The drugs do work: antidepressants are effective, study shows

A review from a cardiologist of the meta-analysis posted in the original post in this thread :

Fawning Coverage of New Antidepressants Review Masks Key Caveats

A recent review and meta-analysis of 522 randomised trials, including about 117,000 participants suffering from depression, has concluded that all antidepressants are better than a dummy tablet.

While numerous studies were included, the analysis and review itself seem to be mathematical and unidimensional. The number of patients in these studies is too small and the follow-up too brief to make a convincing argument about effectiveness. It is well known that antidepressant pills take as long as a month to kick in, that dropout rates are high (as much as 400% more than placebo), while their efficacy as compared to placebo is marginal in clinical terms.

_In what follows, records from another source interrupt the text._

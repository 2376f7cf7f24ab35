//! Attack/release envelope generator.

use super::mapping::exp_map;

/// Envelope stages.
#[derive(Debug, Clone, Copy, PartialEq)]
enum Stage {
    Idle,
    Attack,
    Release,
}

/// Time bounds (seconds) for the exponential attack/release controls.
#[derive(Debug, Clone, Copy, PartialEq)]
pub struct EnvelopeRange {
    pub attack_min: f64,
    pub attack_max: f64,
    pub release_min: f64,
    pub release_max: f64,
}

impl EnvelopeRange {
    /// Bounds used by the modular PM synth and the distortion synth.
    pub const STANDARD: EnvelopeRange = EnvelopeRange {
        attack_min: 0.001,
        attack_max: 1.0,
        release_min: 0.01,
        release_max: 3.0,
    };

    /// Bounds used by the clarinet.
    pub const CLARINET: EnvelopeRange = EnvelopeRange {
        attack_min: 0.001,
        attack_max: 0.5,
        release_min: 0.01,
        release_max: 2.0,
    };
}

/// Linear AR envelope.
///
/// While the gate is held the level climbs by `1 / (attack · sr)` per sample
/// and parks at 1.0; once released it falls by `1 / (release · sr)` per
/// sample. Reaching 0.0 in release deactivates the envelope. A retrigger
/// continues from the current level instead of jumping to zero.
#[derive(Debug, Clone)]
pub struct Envelope {
    range: EnvelopeRange,
    sample_rate: f64,
    attack: f64,
    release: f64,
    attack_rate: f64,
    release_rate: f64,

    stage: Stage,
    gate: bool,
    level: f64,
}

impl Envelope {
    pub fn new(sample_rate: f64, range: EnvelopeRange) -> Self {
        let mut env = Envelope {
            range,
            sample_rate,
            attack: range.attack_min,
            release: range.release_min,
            attack_rate: 0.0,
            release_rate: 0.0,
            stage: Stage::Idle,
            gate: false,
            level: 0.0,
        };
        env.set_attack_seconds(0.01);
        env.set_release_seconds(0.05);
        env
    }

    /// Map a normalized control onto the attack range.
    pub fn set_attack(&mut self, v: f64) {
        self.set_attack_seconds(exp_map(v, self.range.attack_min, self.range.attack_max));
    }

    /// Map a normalized control onto the release range.
    pub fn set_release(&mut self, v: f64) {
        self.set_release_seconds(exp_map(v, self.range.release_min, self.range.release_max));
    }

    pub fn set_attack_seconds(&mut self, seconds: f64) {
        self.attack = seconds;
        self.attack_rate = self.rate_for(seconds);
    }

    pub fn set_release_seconds(&mut self, seconds: f64) {
        self.release = seconds;
        self.release_rate = self.rate_for(seconds);
    }

    pub fn attack_seconds(&self) -> f64 {
        self.attack
    }

    pub fn release_seconds(&self) -> f64 {
        self.release
    }

    fn rate_for(&self, seconds: f64) -> f64 {
        let samples = seconds * self.sample_rate;
        if samples.is_finite() { 1.0 / samples.max(1.0) } else { 1.0 }
    }

    pub fn set_gate(&mut self, gate: bool) {
        self.gate = gate;
        if gate {
            self.stage = Stage::Attack;
        } else if self.stage != Stage::Idle {
            self.stage = Stage::Release;
        }
    }

    pub fn gate(&self) -> bool {
        self.gate
    }

    /// Force a fresh attack ramp: level to zero, envelope active.
    pub fn reset(&mut self) {
        self.level = 0.0;
        self.stage = if self.gate { Stage::Attack } else { Stage::Release };
    }

    /// Generate the next envelope sample in [0, 1].
    pub fn process(&mut self) -> f64 {
        match self.stage {
            Stage::Idle => {
                self.level = 0.0;
            }
            Stage::Attack => {
                self.level = (self.level + self.attack_rate).min(1.0);
            }
            Stage::Release => {
                self.level -= self.release_rate;
                if self.level <= 0.0 {
                    self.level = 0.0;
                    self.stage = Stage::Idle;
                }
            }
        }
        self.level
    }

    pub fn value(&self) -> f64 {
        self.level
    }

    /// True until a release has run all the way down to zero.
    pub fn is_active(&self) -> bool {
        self.stage != Stage::Idle
    }
}
//! Reverb: mono Schroeder reverberator.
//!
//! Four parallel feedback combs are averaged and diffused through two
//! series allpasses.

use super::mapping::unit;

/// A comb filter delay line with feedback.
#[derive(Debug, Clone)]
struct CombFilter {
    buffer: Vec<f64>,
    index: usize,
    feedback: f64,
}

impl CombFilter {
    fn new(size: usize, feedback: f64) -> Self {
        Self {
            buffer: vec![0.0; size.max(1)],
            index: 0,
            feedback,
        }
    }

    #[inline]
    fn process(&mut self, input: f64) -> f64 {
        let output = self.buffer[self.index];
        self.buffer[self.index] = input + output * self.feedback;
        self.index = (self.index + 1) % self.buffer.len();
        output
    }

    fn set_feedback(&mut self, feedback: f64) {
        self.feedback = feedback;
    }

    fn clear(&mut self) {
        self.buffer.fill(0.0);
        self.index = 0;
    }
}

/// An allpass filter delay line.
#[derive(Debug, Clone)]
struct AllpassFilter {
    buffer: Vec<f64>,
    index: usize,
    gain: f64,
}

impl AllpassFilter {
    fn new(size: usize) -> Self {
        Self {
            buffer: vec![0.0; size.max(1)],
            index: 0,
            gain: 0.5,
        }
    }

    #[inline]
    fn process(&mut self, input: f64) -> f64 {
        let delayed = self.buffer[self.index];
        let output = -input * self.gain + delayed;
        self.buffer[self.index] = input + delayed * self.gain;
        self.index = (self.index + 1) % self.buffer.len();
        output
    }

    fn clear(&mut self) {
        self.buffer.fill(0.0);
        self.index = 0;
    }
}

// Delay times in seconds.
const COMB_TUNING: [f64; 4] = [0.0297, 0.0371, 0.0411, 0.0437];
const ALLPASS_TUNING: [f64; 2] = [0.005, 0.0017];

/// A mono Schroeder reverb.
#[derive(Debug, Clone)]
pub struct Reverb {
    combs: Vec<CombFilter>,
    allpasses: Vec<AllpassFilter>,

    /// Room size (0.0 to 1.0). Affects decay time.
    pub size: f64,
    /// Dry/wet mix (0.0 = fully dry, 1.0 = fully wet).
    pub level: f64,
}

impl Reverb {
    pub fn new(sample_rate: f64) -> Self {
        let combs = COMB_TUNING
            .iter()
            .map(|&t| CombFilter::new((t * sample_rate) as usize, 0.84))
            .collect();
        let allpasses = ALLPASS_TUNING
            .iter()
            .map(|&t| AllpassFilter::new((t * sample_rate) as usize))
            .collect();

        let mut reverb = Self {
            combs,
            allpasses,
            size: 0.5,
            level: 0.3,
        };
        reverb.update_parameters();
        reverb
    }

    pub fn set_size(&mut self, v: f64) {
        self.size = unit(v);
        self.update_parameters();
    }

    pub fn set_level(&mut self, v: f64) {
        self.level = unit(v);
    }

    fn update_parameters(&mut self) {
        let room_scale = 0.28;
        let room_offset = 0.7;
        let feedback = self.size * room_scale + room_offset;
        for comb in &mut self.combs {
            comb.set_feedback(feedback);
        }
    }

    #[inline]
    pub fn process(&mut self, input: f64) -> f64 {
        let mut wet = 0.0;
        for comb in &mut self.combs {
            wet += comb.process(input);
        }
        wet /= self.combs.len() as f64;

        for allpass in &mut self.allpasses {
            wet = allpass.process(wet);
        }

        input * (1.0 - self.level) + wet * self.level
    }

    /// Clear all delay lines.
    pub fn reset(&mut self) {
        for comb in &mut self.combs {
            comb.clear();
        }
        for allpass in &mut self.allpasses {
            allpass.clear();
        }
    }
}

#[cfg(test)]
mod tests {
    use super::*;

    const SR: f64 = 44100.0;

    fn tail_rms(size: f64) -> f64 {
        let mut reverb = Reverb::new(SR);
        reverb.set_size(size);
        reverb.set_level(1.0);
        reverb.process(1.0);
        let start = (0.1 * SR) as usize;
        let end = (0.5 * SR) as usize;
        let mut sum = 0.0;
        for n in 1..end {
            let y = reverb.process(0.0);
            if n >= start {
                sum += y * y;
            }
        }
        (sum / (end - start) as f64).sqrt()
    }

    #[test]
    fn dry_passes_through() {
        let mut reverb = Reverb::new(SR);
        reverb.set_level(0.0);
        for i in 0..1000 {
            let x = (i as f64 * 0.01).sin();
            assert!((reverb.process(x) - x).abs() < 1e-12);
        }
    }

    #[test]
    fn produces_tail() {
        assert!(tail_rms(0.5) > 1e-4);
    }

    #[test]
    fn bigger_room_decays_longer() {
        let small = tail_rms(0.2);
        let large = tail_rms(0.9);
        assert!(large > small, "size 0.9 tail {large} should exceed size 0.2 tail {small}");
    }

    #[test]
    fn silence_after_reset() {
        let mut reverb = Reverb::new(SR);
        reverb.set_size(0.9);
        reverb.set_level(0.8);
        for i in 0..10_000 {
            reverb.process(((i * 7919) % 200) as f64 / 100.0 - 1.0);
        }
        reverb.reset();
        for _ in 0..100 {
            let y = reverb.process(0.0);
            assert!(y.abs() < 0.001, "reverb not silent after reset: {y}");
        }
    }

    #[test]
    fn output_finite_at_max_size() {
        let mut reverb = Reverb::new(SR);
        reverb.set_size(1.0);
        reverb.set_level(1.0);
        for i in 0..SR as usize {
            let y = reverb.process(if i % 100 == 0 { 1.0 } else { 0.0 });
            assert!(y.is_finite() && y.abs() < 50.0, "reverb blew up: {y}");
        }
    }

    #[test]
    fn buffer_lengths_follow_sample_rate() {
        let reverb = Reverb::new(SR);
        let lens: Vec<usize> = reverb.combs.iter().map(|c| c.buffer.len()).collect();
        assert_eq!(lens, vec![1309, 1636, 1812, 1927]);
        assert_eq!(reverb.allpasses[0].buffer.len(), 220);
        assert_eq!(reverb.allpasses[1].buffer.len(), 74);
    }
}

As a cardiologist, I am concerned that amitriptyline, a tricyclic antidepressant developed in the 1950s, has emerged as the most effective antidepressant compared to placebo. Amitriptyline is notorious for triggering sustained ventricular tachycardia. This is a potentially lethal rhythm disturbance that can kill if not treated immediately. Almost every heart patient whose heart has been weakened (by a previous heart attack, hypertension, valvular pathology, etc.) is susceptible to it.
 
Just heard this on the news:
"
The Royal College of Psychiatrists challenged over burying of inconvenient antidepressant data

The following letter was sent, by email, at 2.26pm today:

To: Professor Wendy Burn, President – Royal College of Psychiatrists;
Professor David Baldwin, Chair, Psychopharmacology Committee – Royal College of
Psychiatrists.

February 28, 2018

Dear Professors Burn and Baldwin

On 24.2.2018 The Times published a letter signed by you, in your capacities as President, and Chair of the Psychopharmacology Committee, of the Royal College of Psychiatrists (RCP). In that letter you made the following claim: ‘We know that in the vast majority of patients, any unpleasant symptoms experienced on discontinuing antidepressants have resolved within two weeks of stopping treatment’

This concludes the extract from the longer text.